Die Frage,
ob wir wissen, was wir brauchen, wenn es um das Lebensmittel Film geht, schwebt weiter. Fest steht, dass viele der Filme, die ich in den letzten Wochen sehen wollte, eine Tendenz hatten. Trotz düsterer Weltlage habe ich mir fast ebenso düstere Filme angesehen, dunkle Märchen über (oft lächerlich) ernste Männer. Damit sie nicht zu einem Metafilm verklumpen, hier ein paar Erinnerungsstützen:
FEUERWERK AM HELLICHTEN TAGE (Diao Yinan, China 2014)
Irgendwo im chinesischen Heilongjiang wird der Ermittler Zhang Zili (Fan Liao) bei einem Einsatz verwundet und traumatisiert. Aus dem Dienst entlassen taumelt er alkoholisiert durch die schmutzige, kalte Stadt – bis ihm der alte Fall gewissermassen vor die Füße fällt. In der Schnittmenge der ungeklärten Morde ist man auf eine Frau (Gwei Lun-Mei) aufmerksam geworden, die sich mit allen Toten in Verbindung bringen lässt. Zhang beginnt sie zu verfolgen, ohne Auftrag und ohne Plan. Seine Obsession bringt ihn immer tiefer ins Geheimnis... und in Gefahr.
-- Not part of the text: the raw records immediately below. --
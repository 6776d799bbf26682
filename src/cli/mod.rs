//! Command Line Interface (CLI) layer for aquaret.
//!
//! This module defines argument parsing (`args`), error types (`errors`),
//! and the orchestration logic (`runner`). Parameters come from an optional
//! JSON config file overridden by flags, and are validated once before any
//! product is touched.
//!
//! Pixel retrieval needs a `RetrievalModel` implementation and is driven
//! through `aquaret::api`; the CLI covers everything up to that point.
pub mod args;
pub mod errors;
pub mod runner;

pub use args::CliArgs;
pub use runner::run;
Auch wenn die Frau glücklicherweise nicht im altmodischen Sinne „fatale” ist, verbinden sich in Diaos Berlinale-Gewinner amerikanischer Noir und chinesische Gegenwartstristesse zu einer Erotik der Erschöpfung, die man gesehen haben muss.
MR 73 (Olivier Marchal, Frankreich 2008)
Noch ein traumatisierter Ermittler, noch ein Säufer, allerdings in einem Film, der weit weniger an Glaubwürdigkeit als am Charisma des Leidens interessiert ist. Die melodramatischen Klischees türmen sich mitunter schwindelerregend, ohne den Film aus der Balance zu bringen. Vielleicht könnte man von einer Operette der Verzweiflung sprechen, die Daniel Auteuil mit vollem Körpereinsatz zur Aufführung bringt. Am Ende kommt der Film dem Schauer- und Ammenmärchen für meinen Geschmack vielleicht doch zu nahe, aber nach so viel schwarz auf schwarz ist es eben schwierig zu differenzieren.
THE BATMAN (Matt Reeves, USA 2022)
Geliehene Augen in einem Konzert für eine Note, in Moll: auch Batman ist nahe der Erschöpfung, alles fließt in dunklen Tönen zu einer atmosphärischen Pfütze auf Teer zusammen. Höhepunkt ist die Sequenz, in der Batman (Robert Pattison) sich die Augen von Selina Kyle (Zoë Kravitz) „leiht”, um ins korrupte Herz der Finsternis zu sehen. Von dieser Aufregung erholt sich der Film dann zwei Stunden lang auf eine sehr redundante, aber sehenswerte Art der Schwarzmalerei. Ich hatte meinen Spaß, auch und gerade an der Bildgestaltung übrigens (Kamera: Greig Fraser).
SOMETHING WILD (Jonathan Demme, USA 1986)
Die Wildnis beginnt einen Schritt neben dem Weg: Ohne Zweifel der reichste und reifste Film in dieser Auswahl, mit einer unglaublichen Melanie Griffith alias Lulu alias Audrey, die den Everyman Charles (Jeff Daniels) dazu verführt, sich dem Dschungel des Lebens zu stellen, indem sie seine „Normalität” als hysterische Konstruktion entlarvt. Ray Liotta als ihr Ex-Mann und Ex-Con ist ein Vulkan im Ausbruch; unmöglich, wegzuschauen, wenn sich die Lava seiner kriminellen Energie zerstörerisch den Weg bahnt. In meinen Augen Demmes bester Film, so detailreich und erfinderisch wie tief in seiner Menschenkenntnis. Große Empfehlung!
I BASTARDI (Duccio Tessari, Italien 1968)
Das Leidensbild als Selbstzweck: generischer Rache-Thriller um ein kriminelles Brüderpaar, das sich entzweit. „Adam” (Klaus Kinski) kann nicht teilen und bringt „Jason” (Giuliano Gemma) um – beinahe – alles: die Beute, die Freundin, die Schusshand. Fortan sinnt er auf Rache. Einer jener Filme, die im Fahrwasser des Erwartbaren immer wieder zu tollen Bildideen kommen. Gemma wiederum ist so schön, dass er ohne die (etwas mechanisch zubereiteten) Grausamkeiten / Leidensstationen wahrscheinlich ungenießbar wäre. Sehenswert.